You will recall that Nana’s Whimsies hosts an online book club called Ethereal Reader. Following is a review of the book the group read. Anyone is welcome to participate in our discussion via comments. The original book review, posted below, was written by Jennifer Sanchez.
I enjoyed The Monuments Men: Allied Heroes, Nazi Thieves, and the Greatest Treasure Hunt in History by Robert M. Edsel very much. Typically when we review and discuss a book, we talk about how we felt about the author’s writing style. But while I read this book – and upon completion – I found I really didn’t have much of a thought about the author’s method of storytelling. Maybe because the genre was nonfiction.
I had never read about this aspect of WWII previously. Beckie and I saw the movie when I was approximately 130 pages into the book. I loved the movie and I think it helped me read the book more quickly than I would have without seeing it.
I was hooked on the story from the beginning . I enjoyed learning about the men that entered the war for this reason. And then of course as the story unraveled it became more and more compelling. I have read many, many novels that take place during WII. It is one of my favorite periods for a book to take place. This book made me feel emotions and have thoughts about this point in history that other stories have not brought forth.
One strong emotion was a feeling of patriotism. The evil, greed and mania that U.S. involvement helped put an end to makes me as proud of my country as I’ve ever felt. I particularly enjoyed learning about the details and territory covered by the Third and Seventh Armies and the pride they felt in the job they were doing. It brought to mind tidbits my mom had told me about one of her brothers who served in Africa. While I am certainly familiar with Generals Patton and Eisenhower, I loved hearing about their leadership, particularly within the story of this novel. Even the tasks that the Core of Engineers assisted in, following the end of the war, and their assistance to the Monument Men’s goals were amazing.
Other thoughts brought forth during this novel:
I have great respect for the men and women (example Rose) that are as passionate about their job and art as they were.

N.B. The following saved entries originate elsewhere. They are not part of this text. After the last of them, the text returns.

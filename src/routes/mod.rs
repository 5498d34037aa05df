pub mod movies;

use axum::Router;
use sqlx::SqlitePool;
use std::time::Duration;
use tower_http::trace::TraceLayer;

#[derive(Clone)]
pub struct AppState {
    pub pool: SqlitePool,
    pub query_timeout: Duration,
}

impl axum::extract::FromRef<AppState> for SqlitePool {
    fn from_ref(state: &AppState) -> Self {
        state.pool.clone()
    }
}

pub fn build_router(state: AppState) -> Router {
    Router::new()
        .merge(movies::router())
        .layer(TraceLayer::new_for_http())
        .with_state(state)
}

George Stout was remarkable, as the men that worked with him never failed to comment.
This novel brought forth information I had never contemplated. A paragraph on page 234 stands out regarding the amount of things that were stolen by the Nazis.
“Religious relics, altars, Torah scrolls, church bells, stained-glass windows, jewelry, archives, tapestries, …. Even trolley cars from the city of Amsterdam. “
We all are aware of the loss of lives during this war, but the amount of theft was astounding. Harry Ettlinger said, “ My knowledge of the Holocaust started really with the realization that it was not only the taking of lives but the taking of all of their belongings.”

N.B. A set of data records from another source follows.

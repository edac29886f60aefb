//! Ledger events: the event contract, journal envelopes and projections.

mod envelope;
mod event;
mod handler;
mod projection;

pub use envelope::EventEnvelope;
pub use event::Event;
pub use handler::execute;
pub use projection::Projection;
//! Append-only journal: the ledger's source of truth.

use std::collections::BTreeSet;

use tally_core::{AggregateId, Quantity};
use tally_events::EventEnvelope;

use crate::ledger::TransferRecorded;
use crate::transfer::{ContainerId, Transfer};

/// Aggregate type recorded on every journal envelope.
pub const AGGREGATE_TYPE: &str = "ledger";

/// A journal entry: the recorded transfer plus its stream metadata.
pub type JournalEntry = EventEnvelope<TransferRecorded>;

/// Ordered sequence of recorded transfers.
///
/// Entries are appended with consecutive sequence numbers starting at 1 and
/// are never edited. Only the owning ledger appends or clears.
#[derive(Debug, Clone, Default, PartialEq, Eq)]
pub struct Journal {
    entries: Vec<JournalEntry>,
    /// Sum of `|amount|` over all entries, clamped at `Quantity::MAX`.
    volume: Quantity,
}

impl Journal {
    pub fn new() -> Self {
        Self::default()
    }

    /// Wrap `event` at the next position and append it.
    pub(crate) fn append(&mut self, ledger: AggregateId, event: TransferRecorded) -> &JournalEntry {
        let sequence = self.next_sequence();
        self.volume = self.volume.saturating_add(event.transfer.amount().abs());
        self.entries.push(EventEnvelope::new(
            event.entry_id,
            ledger,
            AGGREGATE_TYPE,
            sequence,
            event,
        ));
        &self.entries[self.entries.len() - 1]
    }

    pub(crate) fn clear(&mut self) {
        self.entries.clear();
        self.volume = Quantity::ZERO;
    }

    /// Sequence number the next appended entry will get.
    pub fn next_sequence(&self) -> u64 {
        self.entries.len() as u64 + 1
    }

    /// Total quantity moved by all entries, regardless of direction.
    ///
    /// Any sum of balances or per-account gains and losses over this journal
    /// is bounded by this value, so while it stays representable none of
    /// those sums can overflow.
    pub fn volume(&self) -> Quantity {
        self.volume
    }

    pub fn len(&self) -> usize {
        self.entries.len()
    }

    pub fn is_empty(&self) -> bool {
        self.entries.is_empty()
    }

    /// Entry at a 1-based sequence number.
    pub fn get(&self, sequence: u64) -> Option<&JournalEntry> {
        let index = usize::try_from(sequence.checked_sub(1)?).ok()?;
        self.entries.get(index)
    }

    pub fn last(&self) -> Option<&JournalEntry> {
        self.entries.last()
    }

    /// Entries in insertion order.
    pub fn iter(&self) -> std::slice::Iter<'_, JournalEntry> {
        self.entries.iter()
    }

    /// Transfers in insertion order.
    pub fn transfers(&self) -> impl Iterator<Item = &Transfer> {
        self.entries.iter().map(|e| &e.payload().transfer)
    }

    /// Every container named as source or destination, deduplicated.
    ///
    /// Derived from the entries, not from balances, so a container whose
    /// balance nets to zero is still listed.
    pub fn accounts(&self) -> BTreeSet<ContainerId> {
        let mut accounts = BTreeSet::new();
        for transfer in self.transfers() {
            accounts.insert(transfer.from().clone());
            accounts.insert(transfer.to().clone());
        }
        accounts
    }
}

impl<'a> IntoIterator for &'a Journal {
    type Item = &'a JournalEntry;
    type IntoIter = std::slice::Iter<'a, JournalEntry>;

    fn into_iter(self) -> Self::IntoIter {
        self.iter()
    }
}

And as the war was ending the Nazi plan to destroy bridges, factories — all things that the surviving German people would have had left from which to rebuild. Walker Hancock was quoted as saying, “The Germans were wonderfully disciplined and correct while they had the upper hand – and went berserk when it was obvious their visit was at an end.”
Walker Hancock wrote of the spring of 1945 when the war was coming to an end. The allies were going into the concentration camps and seeing things first hand. In Germany they would encounter German soldiers missing arms or legs, the civilians looking for direction or assistance. I love his words, “All such an exaggerated picture of the man-made way of life in a God-made world. If it all doesn’t prove the necessity of Heaven, I don’t know what it means.” And when the Jewish chaplain went into Buchenwald to conduct a service for the survivors and he stated they were anguished over the lack of a Torah. Hancock had one to give him and he stated, “The people were weeping, reaching for it, kissing it, overcome with joy at the sight of the symbol of their faith.” I found these such strong testaments to faith.
My last quote from the book: Lincoln Kirstein wrote to his wife at the end of the war when he was so very weary of it all, “I am not interested in lousy old Germany’s lousy old future.”
What are your thoughts? Were you aware of this effort to recover the stolen artwork during the war? Did you learn information you had not known previously?